Source information below:
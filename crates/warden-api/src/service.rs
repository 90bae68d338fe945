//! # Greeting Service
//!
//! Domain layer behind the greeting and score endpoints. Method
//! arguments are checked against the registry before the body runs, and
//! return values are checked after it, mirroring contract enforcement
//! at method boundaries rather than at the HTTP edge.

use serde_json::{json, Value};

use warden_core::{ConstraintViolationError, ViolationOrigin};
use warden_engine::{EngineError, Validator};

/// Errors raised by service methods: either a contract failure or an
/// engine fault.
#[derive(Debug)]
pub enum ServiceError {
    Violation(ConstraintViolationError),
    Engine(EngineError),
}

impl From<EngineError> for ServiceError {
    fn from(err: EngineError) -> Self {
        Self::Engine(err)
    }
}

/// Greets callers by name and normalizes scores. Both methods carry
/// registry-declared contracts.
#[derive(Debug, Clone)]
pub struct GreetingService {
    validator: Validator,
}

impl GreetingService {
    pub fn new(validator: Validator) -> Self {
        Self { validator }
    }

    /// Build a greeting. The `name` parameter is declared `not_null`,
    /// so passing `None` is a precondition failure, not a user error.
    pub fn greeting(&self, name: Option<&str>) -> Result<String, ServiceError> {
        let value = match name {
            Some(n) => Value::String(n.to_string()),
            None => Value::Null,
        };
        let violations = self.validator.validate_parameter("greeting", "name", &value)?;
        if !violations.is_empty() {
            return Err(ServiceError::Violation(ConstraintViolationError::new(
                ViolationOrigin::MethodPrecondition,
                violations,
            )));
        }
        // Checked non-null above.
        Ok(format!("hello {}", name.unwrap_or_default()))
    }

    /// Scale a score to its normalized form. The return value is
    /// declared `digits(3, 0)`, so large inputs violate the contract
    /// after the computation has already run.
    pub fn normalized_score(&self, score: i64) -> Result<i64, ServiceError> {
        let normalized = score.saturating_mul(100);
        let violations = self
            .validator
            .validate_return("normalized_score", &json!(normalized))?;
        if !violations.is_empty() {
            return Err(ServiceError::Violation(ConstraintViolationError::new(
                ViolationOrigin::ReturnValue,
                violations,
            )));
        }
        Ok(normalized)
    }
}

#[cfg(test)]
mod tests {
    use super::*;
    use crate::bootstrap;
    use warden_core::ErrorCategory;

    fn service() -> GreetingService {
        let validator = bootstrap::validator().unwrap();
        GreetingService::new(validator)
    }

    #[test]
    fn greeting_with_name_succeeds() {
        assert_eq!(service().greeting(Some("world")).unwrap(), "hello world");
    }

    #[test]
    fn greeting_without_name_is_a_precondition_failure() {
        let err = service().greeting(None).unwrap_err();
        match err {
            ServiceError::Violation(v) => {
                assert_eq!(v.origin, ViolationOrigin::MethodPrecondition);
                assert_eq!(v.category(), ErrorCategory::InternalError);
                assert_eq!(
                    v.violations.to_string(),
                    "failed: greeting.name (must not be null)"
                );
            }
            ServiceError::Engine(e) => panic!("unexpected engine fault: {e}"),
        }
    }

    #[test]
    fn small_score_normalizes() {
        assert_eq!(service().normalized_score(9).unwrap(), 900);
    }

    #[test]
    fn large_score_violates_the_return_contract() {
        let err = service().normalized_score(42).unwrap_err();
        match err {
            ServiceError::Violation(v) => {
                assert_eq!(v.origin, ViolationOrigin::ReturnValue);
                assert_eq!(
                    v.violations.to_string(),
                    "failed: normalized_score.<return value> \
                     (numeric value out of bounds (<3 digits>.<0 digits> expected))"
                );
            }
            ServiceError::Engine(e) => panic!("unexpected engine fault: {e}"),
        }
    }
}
End of Source information.
Select every line above that contains the word "digits", and copy it.

    /// declared `digits(3, 0)`, so large inputs violate the contract
                     (numeric value out of bounds (<3 digits>.<0 digits> expected))"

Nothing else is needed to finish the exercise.